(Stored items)
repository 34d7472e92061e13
mod app_context;
mod config_warnings;

pub use app_context::AppContext;
pub use config_warnings::warn_unconfigured;
use std::collections::BTreeMap;

use schemars::JsonSchema;
use serde::{Deserialize, Serialize};

/// An enhancing or inhibiting dietary factor attached to a receptor.
#[derive(Debug, Clone, Serialize, Deserialize, JsonSchema, PartialEq, Eq)]
pub struct Factor {
    pub name: String,
    #[serde(default)]
    pub mechanism: String,
}

/// A protein that assists a receptor (reductase, exporter, binding protein).
#[derive(Debug, Clone, Serialize, Deserialize, JsonSchema, PartialEq, Eq)]
pub struct SupportingProtein {
    pub name: String,
    #[serde(default)]
    pub function: String,
}

/// Static description of one receptor. Loaded once, never mutated.
///
/// Lists default to empty when absent; only `primary_receptor` is required.
#[derive(Debug, Clone, Serialize, Deserialize, JsonSchema, PartialEq, Eq)]
pub struct ReceptorCatalogEntry {
    pub primary_receptor: String,
    #[serde(default, skip_serializing_if = "Option::is_none")]
    pub name: Option<String>,
    #[serde(default, skip_serializing_if = "Option::is_none")]
    pub icon: Option<String>,
    #[serde(default, skip_serializing_if = "Option::is_none")]
    pub description: Option<String>,
    #[serde(default, skip_serializing_if = "Option::is_none")]
    pub gene: Option<String>,
    #[serde(default, skip_serializing_if = "Option::is_none")]
    pub location: Option<String>,
    #[serde(default, skip_serializing_if = "Option::is_none")]
    pub substrate: Option<String>,
    #[serde(default, skip_serializing_if = "Option::is_none")]
    pub mechanism: Option<String>,
    #[serde(default, skip_serializing_if = "Option::is_none")]
    pub regulation: Option<String>,
    #[serde(default)]
    pub supporting_proteins: Vec<SupportingProtein>,
    #[serde(default)]
    pub enhancers: Vec<Factor>,
    #[serde(default)]
    pub inhibitors: Vec<Factor>,
    #[serde(default)]
    pub recommendations: Vec<String>,
}

impl ReceptorCatalogEntry {
    /// Bare entry with only a primary receptor label.
    #[must_use]
    pub fn new(primary_receptor: impl Into<String>) -> Self {
        Self {
            primary_receptor: primary_receptor.into(),
            name: None,
            icon: None,
            description: None,
            gene: None,
            location: None,
            substrate: None,
            mechanism: None,
            regulation: None,
            supporting_proteins: Vec::new(),
            enhancers: Vec::new(),
            inhibitors: Vec::new(),
            recommendations: Vec::new(),
        }
    }
}

/// One body-system bucket of the catalog.
#[derive(Debug, Clone, Default, Serialize, Deserialize, JsonSchema, PartialEq, Eq)]
pub struct SystemCatalog {
    pub name: String,
    #[serde(default)]
    pub icon: String,
    #[serde(default)]
    pub description: String,
    /// Receptors keyed by receptor id.
    #[serde(default)]
    pub receptors: BTreeMap<String, ReceptorCatalogEntry>,
}
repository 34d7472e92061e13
//! Receptor catalog source configuration.

use std::path::PathBuf;

use serde::{Deserialize, Serialize};

use crate::error::ConfigError;

/// Extensions the catalog loader understands.
const SUPPORTED_EXTENSIONS: [&str; 2] = ["toml", "json"];

#[derive(Debug, Clone, Default, Deserialize, Serialize)]
pub struct CatalogConfig {
    /// Path to a TOML or JSON catalog. Empty means the built-in catalog.
    #[serde(default)]
    pub path: String,
}

impl CatalogConfig {
    /// Whether a custom catalog file is configured.
    #[must_use]
    pub fn is_configured(&self) -> bool {
        !self.path.trim().is_empty()
    }

    /// Configured catalog path, if any.
    #[must_use]
    pub fn path(&self) -> Option<PathBuf> {
        self.is_configured().then(|| PathBuf::from(self.path.trim()))
    }

    /// Check that a configured path has a supported extension.
    ///
    /// # Errors
    ///
    /// Returns [`ConfigError::InvalidValue`] for any other extension.
    pub fn validate(&self) -> Result<(), ConfigError> {
        let Some(path) = self.path() else {
            return Ok(());
        };

        let extension = path
            .extension()
            .and_then(|ext| ext.to_str())
            .map(str::to_lowercase)
            .unwrap_or_default();

        if SUPPORTED_EXTENSIONS.contains(&extension.as_str()) {
            Ok(())
        } else {
            Err(ConfigError::InvalidValue {
                field: "catalog.path".into(),
                reason: format!("expected a .toml or .json file, got '{}'", path.display()),
            })
        }
    }
}
//! Integration tests for TOML configuration loading.
//!
//! Uses figment::Jail for safe, sandboxed file and env var manipulation.

use figment::{
    Figment, Jail,
    providers::{Env, Format, Serialized, Toml},
};
use hc_config::{ConfigError, HealthConfig};
use pretty_assertions::assert_eq;

#[test]
fn loads_catalog_and_general_from_toml() {
    Jail::expect_with(|jail| {
        jail.create_file(
            "config.toml",
            r#"
[catalog]
path = "data/receptors.toml"

[general]
default_user_id = "user-17"
log_level = "info"
"#,
        )?;

        let config: HealthConfig = Figment::from(Serialized::defaults(HealthConfig::default()))
            .merge(Toml::file("config.toml"))
            .extract()?;

        assert_eq!(config.catalog.path, "data/receptors.toml");
        assert!(config.catalog.is_configured());
        assert_eq!(config.general.default_user().as_deref(), Some("user-17"));
        assert_eq!(config.general.log_level, "info");
        Ok(())
    });
}

#[test]
fn partial_toml_keeps_defaults() {
    Jail::expect_with(|jail| {
        jail.create_file(
            "config.toml",
            r#"
[general]
default_user_id = "someone"
"#,
        )?;

        let config: HealthConfig = Figment::from(Serialized::defaults(HealthConfig::default()))
            .merge(Toml::file("config.toml"))
            .extract()?;

        assert!(!config.catalog.is_configured());
        assert_eq!(config.general.log_level, "warn");
        Ok(())
    });
}

#[test]
fn env_overrides_toml() {
    Jail::expect_with(|jail| {
        jail.create_file(
            "config.toml",
            r#"
[catalog]
path = "from-toml.toml"
"#,
        )?;
        jail.set_env("HEALTHCORE_CATALOG__PATH", "from-env.json");

        let config: HealthConfig = Figment::from(Serialized::defaults(HealthConfig::default()))
            .merge(Toml::file("config.toml"))
            .merge(Env::prefixed("HEALTHCORE_").split("__"))
            .extract()?;

        assert_eq!(config.catalog.path, "from-env.json");
        Ok(())
    });
}

#[test]
fn project_config_is_picked_up_by_default_chain() {
    Jail::expect_with(|jail| {
        jail.create_dir(".healthcore")?;
        jail.create_file(
            ".healthcore/config.toml",
            r#"
[catalog]
path = "custom.json"
"#,
        )?;

        let config = HealthConfig::load().expect("config loads");
        assert_eq!(config.catalog.path, "custom.json");
        Ok(())
    });
}

#[test]
fn unsupported_catalog_extension_fails_validation() {
    Jail::expect_with(|jail| {
        jail.create_dir(".healthcore")?;
        jail.create_file(
            ".healthcore/config.toml",
            r#"
[catalog]
path = "receptors.md"
"#,
        )?;

        let result = HealthConfig::load();
        assert!(matches!(result, Err(ConfigError::InvalidValue { .. })));
        Ok(())
    });
}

WHAT YOU HAVE TO DO: Your task is to copy every line of the entries that contains the string "inhibitors".

FINISHED TASK:
    pub inhibitors: Vec<Factor>,
            inhibitors: Vec::new(),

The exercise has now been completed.